** Input follows **

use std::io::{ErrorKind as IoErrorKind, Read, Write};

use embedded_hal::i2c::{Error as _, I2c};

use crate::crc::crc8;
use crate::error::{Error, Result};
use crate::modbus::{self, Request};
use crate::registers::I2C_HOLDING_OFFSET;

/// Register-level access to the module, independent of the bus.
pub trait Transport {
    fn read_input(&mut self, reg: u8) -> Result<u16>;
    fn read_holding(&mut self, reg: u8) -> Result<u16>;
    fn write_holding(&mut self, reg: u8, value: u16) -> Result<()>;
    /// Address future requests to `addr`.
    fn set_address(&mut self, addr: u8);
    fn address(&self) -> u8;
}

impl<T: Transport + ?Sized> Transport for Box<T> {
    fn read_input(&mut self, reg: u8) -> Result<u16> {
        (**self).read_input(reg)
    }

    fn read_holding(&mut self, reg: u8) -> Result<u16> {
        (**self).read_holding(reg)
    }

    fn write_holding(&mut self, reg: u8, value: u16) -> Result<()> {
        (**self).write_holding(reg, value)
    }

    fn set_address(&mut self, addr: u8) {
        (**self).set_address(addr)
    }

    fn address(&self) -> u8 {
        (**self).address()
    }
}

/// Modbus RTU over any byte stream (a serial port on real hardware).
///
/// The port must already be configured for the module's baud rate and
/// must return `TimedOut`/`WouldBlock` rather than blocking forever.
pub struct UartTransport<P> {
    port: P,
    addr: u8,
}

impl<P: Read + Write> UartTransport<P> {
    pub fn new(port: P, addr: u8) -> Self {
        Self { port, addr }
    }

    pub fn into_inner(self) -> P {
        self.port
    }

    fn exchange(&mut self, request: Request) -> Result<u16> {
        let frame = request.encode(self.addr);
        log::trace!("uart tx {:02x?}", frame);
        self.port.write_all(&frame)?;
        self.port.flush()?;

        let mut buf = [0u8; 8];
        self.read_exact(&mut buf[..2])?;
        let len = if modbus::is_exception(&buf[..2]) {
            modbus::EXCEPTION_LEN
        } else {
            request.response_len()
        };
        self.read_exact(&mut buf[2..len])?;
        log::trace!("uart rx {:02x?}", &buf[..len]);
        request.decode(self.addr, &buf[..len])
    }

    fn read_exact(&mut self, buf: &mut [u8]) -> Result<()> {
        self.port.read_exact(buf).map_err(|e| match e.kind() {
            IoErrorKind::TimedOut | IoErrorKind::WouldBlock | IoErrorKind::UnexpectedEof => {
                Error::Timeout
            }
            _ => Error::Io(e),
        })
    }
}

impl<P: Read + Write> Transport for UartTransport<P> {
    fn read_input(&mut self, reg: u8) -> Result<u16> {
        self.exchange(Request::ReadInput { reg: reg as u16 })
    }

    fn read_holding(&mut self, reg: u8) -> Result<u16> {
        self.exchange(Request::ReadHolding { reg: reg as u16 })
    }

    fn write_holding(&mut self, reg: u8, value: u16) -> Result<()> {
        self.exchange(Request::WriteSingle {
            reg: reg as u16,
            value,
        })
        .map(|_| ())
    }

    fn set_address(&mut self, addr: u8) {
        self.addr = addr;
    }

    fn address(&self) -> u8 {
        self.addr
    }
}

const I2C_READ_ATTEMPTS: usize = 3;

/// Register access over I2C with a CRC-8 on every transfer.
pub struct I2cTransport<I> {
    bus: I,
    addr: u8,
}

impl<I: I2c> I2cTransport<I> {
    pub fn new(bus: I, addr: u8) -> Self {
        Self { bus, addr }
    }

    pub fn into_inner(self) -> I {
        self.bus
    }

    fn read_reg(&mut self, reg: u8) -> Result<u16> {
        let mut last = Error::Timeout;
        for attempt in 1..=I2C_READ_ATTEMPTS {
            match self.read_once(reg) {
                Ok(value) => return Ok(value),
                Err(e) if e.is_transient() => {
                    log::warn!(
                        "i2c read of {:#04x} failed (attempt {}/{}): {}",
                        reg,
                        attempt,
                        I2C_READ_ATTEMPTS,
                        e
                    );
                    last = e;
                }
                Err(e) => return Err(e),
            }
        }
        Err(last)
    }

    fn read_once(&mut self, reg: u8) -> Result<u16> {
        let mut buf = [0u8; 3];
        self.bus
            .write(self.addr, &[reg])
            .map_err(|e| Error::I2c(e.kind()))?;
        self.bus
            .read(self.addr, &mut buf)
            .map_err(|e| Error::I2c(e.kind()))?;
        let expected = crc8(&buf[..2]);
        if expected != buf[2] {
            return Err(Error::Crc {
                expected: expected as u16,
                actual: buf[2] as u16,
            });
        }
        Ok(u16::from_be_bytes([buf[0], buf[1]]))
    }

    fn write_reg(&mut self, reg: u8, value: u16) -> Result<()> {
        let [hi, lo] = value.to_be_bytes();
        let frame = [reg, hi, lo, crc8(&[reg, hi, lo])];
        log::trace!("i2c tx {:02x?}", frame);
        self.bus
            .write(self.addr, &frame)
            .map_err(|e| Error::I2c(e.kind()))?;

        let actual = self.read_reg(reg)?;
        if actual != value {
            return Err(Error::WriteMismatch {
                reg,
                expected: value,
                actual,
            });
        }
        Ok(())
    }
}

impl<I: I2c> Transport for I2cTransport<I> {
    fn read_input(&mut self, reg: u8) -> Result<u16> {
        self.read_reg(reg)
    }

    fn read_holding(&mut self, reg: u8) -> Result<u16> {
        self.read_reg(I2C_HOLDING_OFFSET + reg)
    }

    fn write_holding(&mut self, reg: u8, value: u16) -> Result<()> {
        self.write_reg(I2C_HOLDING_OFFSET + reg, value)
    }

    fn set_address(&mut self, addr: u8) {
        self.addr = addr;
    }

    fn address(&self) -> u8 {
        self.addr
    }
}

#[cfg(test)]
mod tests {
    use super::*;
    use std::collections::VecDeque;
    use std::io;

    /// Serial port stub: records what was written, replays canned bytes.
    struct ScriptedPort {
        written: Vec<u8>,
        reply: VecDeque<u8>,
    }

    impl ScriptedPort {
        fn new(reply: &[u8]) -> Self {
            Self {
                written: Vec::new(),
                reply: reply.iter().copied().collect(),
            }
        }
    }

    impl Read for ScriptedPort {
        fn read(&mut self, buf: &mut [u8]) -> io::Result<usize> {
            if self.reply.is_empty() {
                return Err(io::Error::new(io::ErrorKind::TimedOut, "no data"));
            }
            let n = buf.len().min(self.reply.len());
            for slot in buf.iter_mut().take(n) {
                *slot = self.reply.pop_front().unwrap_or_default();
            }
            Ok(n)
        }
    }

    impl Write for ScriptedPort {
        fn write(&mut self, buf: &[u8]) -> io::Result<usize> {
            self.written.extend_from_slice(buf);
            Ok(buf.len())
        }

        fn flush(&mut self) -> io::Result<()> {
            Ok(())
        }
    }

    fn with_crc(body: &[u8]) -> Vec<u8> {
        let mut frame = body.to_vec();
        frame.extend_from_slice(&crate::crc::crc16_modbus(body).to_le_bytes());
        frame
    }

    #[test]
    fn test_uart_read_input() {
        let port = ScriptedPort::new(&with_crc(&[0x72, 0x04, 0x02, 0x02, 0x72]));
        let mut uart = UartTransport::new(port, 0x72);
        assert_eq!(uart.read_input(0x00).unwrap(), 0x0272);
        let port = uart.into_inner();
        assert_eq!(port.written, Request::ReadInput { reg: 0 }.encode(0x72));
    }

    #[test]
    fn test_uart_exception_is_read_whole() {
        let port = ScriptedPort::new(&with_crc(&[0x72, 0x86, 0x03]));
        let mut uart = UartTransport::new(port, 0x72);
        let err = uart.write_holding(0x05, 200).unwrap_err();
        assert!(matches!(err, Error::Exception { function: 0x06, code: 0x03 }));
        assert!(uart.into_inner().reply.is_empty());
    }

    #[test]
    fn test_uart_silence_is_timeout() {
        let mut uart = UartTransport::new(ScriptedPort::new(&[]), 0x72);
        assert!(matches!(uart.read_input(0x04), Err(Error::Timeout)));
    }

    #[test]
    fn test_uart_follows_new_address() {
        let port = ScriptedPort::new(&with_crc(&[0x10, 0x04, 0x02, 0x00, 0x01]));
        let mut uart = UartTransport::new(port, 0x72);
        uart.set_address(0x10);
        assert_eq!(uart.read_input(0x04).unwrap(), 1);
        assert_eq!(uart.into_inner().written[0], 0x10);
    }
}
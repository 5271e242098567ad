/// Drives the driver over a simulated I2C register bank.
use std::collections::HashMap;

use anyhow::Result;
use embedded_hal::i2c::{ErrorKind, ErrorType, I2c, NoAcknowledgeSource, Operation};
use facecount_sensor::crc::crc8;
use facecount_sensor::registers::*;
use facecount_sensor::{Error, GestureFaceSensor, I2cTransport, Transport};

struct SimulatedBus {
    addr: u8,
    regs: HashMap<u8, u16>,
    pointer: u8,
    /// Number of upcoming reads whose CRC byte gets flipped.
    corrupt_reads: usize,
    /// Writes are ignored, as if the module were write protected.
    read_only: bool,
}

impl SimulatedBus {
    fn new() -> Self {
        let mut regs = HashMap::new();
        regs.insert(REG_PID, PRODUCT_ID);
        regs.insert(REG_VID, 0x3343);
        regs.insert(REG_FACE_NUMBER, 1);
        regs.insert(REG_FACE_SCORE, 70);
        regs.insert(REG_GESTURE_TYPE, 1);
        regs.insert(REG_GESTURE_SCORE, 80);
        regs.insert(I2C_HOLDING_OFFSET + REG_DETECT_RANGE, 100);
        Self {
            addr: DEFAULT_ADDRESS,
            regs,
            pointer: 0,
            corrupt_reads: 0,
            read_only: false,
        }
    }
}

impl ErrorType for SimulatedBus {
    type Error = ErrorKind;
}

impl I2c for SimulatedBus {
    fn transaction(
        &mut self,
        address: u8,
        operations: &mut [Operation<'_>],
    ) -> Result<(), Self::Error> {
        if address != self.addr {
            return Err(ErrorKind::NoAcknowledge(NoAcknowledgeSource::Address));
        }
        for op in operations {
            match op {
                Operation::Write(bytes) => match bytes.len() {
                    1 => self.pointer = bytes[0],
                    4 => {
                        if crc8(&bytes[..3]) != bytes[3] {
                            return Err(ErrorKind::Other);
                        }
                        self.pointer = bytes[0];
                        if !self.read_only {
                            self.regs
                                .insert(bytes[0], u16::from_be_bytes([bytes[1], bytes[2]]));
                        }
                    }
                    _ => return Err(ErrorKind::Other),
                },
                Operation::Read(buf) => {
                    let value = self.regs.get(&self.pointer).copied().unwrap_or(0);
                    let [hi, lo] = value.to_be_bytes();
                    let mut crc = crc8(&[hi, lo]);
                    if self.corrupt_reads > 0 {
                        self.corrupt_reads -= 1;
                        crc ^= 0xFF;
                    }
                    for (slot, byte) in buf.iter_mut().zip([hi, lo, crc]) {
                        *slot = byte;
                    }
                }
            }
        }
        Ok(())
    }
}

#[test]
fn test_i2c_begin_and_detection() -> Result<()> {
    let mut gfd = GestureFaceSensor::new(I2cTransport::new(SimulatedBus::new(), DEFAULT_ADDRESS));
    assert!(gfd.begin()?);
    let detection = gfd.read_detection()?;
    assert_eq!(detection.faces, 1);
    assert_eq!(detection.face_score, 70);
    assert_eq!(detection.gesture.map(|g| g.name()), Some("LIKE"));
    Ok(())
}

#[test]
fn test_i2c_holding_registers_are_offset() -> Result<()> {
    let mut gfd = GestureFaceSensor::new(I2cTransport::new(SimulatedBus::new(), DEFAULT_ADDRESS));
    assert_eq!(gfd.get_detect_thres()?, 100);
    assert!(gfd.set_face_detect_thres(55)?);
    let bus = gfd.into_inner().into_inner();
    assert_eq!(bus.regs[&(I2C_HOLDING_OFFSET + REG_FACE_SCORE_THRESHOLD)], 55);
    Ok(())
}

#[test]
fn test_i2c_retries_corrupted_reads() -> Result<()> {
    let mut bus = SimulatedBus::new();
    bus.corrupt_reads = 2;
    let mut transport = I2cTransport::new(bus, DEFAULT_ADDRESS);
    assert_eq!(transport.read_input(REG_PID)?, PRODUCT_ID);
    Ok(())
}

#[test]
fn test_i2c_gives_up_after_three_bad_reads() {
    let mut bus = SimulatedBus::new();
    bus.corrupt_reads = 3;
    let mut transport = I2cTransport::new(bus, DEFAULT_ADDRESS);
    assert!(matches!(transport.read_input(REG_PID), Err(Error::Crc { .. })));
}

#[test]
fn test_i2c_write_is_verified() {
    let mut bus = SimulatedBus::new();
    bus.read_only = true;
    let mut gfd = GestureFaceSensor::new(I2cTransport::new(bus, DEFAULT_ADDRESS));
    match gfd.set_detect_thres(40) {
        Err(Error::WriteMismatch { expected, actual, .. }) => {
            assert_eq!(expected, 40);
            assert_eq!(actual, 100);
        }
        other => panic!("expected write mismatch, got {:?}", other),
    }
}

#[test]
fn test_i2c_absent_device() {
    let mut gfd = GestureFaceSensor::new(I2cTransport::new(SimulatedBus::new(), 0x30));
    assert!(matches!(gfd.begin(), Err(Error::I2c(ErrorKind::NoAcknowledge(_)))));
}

** End of Input **

▶ **Assignment**
Only the lines from the first line of the records through the line containing "let frame = request.encode(self.addr);" should be repeated, exactly as they appear.

▶ **Solution to this exercise**
use std::io::{ErrorKind as IoErrorKind, Read, Write};

use embedded_hal::i2c::{Error as _, I2c};

use crate::crc::crc8;
use crate::error::{Error, Result};
use crate::modbus::{self, Request};
use crate::registers::I2C_HOLDING_OFFSET;

/// Register-level access to the module, independent of the bus.
pub trait Transport {
    fn read_input(&mut self, reg: u8) -> Result<u16>;
    fn read_holding(&mut self, reg: u8) -> Result<u16>;
    fn write_holding(&mut self, reg: u8, value: u16) -> Result<()>;
    /// Address future requests to `addr`.
    fn set_address(&mut self, addr: u8);
    fn address(&self) -> u8;
}

impl<T: Transport + ?Sized> Transport for Box<T> {
    fn read_input(&mut self, reg: u8) -> Result<u16> {
        (**self).read_input(reg)
    }

    fn read_holding(&mut self, reg: u8) -> Result<u16> {
        (**self).read_holding(reg)
    }

    fn write_holding(&mut self, reg: u8, value: u16) -> Result<()> {
        (**self).write_holding(reg, value)
    }

    fn set_address(&mut self, addr: u8) {
        (**self).set_address(addr)
    }

    fn address(&self) -> u8 {
        (**self).address()
    }
}

/// Modbus RTU over any byte stream (a serial port on real hardware).
///
/// The port must already be configured for the module's baud rate and
/// must return `TimedOut`/`WouldBlock` rather than blocking forever.
pub struct UartTransport<P> {
    port: P,
    addr: u8,
}

impl<P: Read + Write> UartTransport<P> {
    pub fn new(port: P, addr: u8) -> Self {
        Self { port, addr }
    }

    pub fn into_inner(self) -> P {
        self.port
    }

    fn exchange(&mut self, request: Request) -> Result<u16> {
        let frame = request.encode(self.addr);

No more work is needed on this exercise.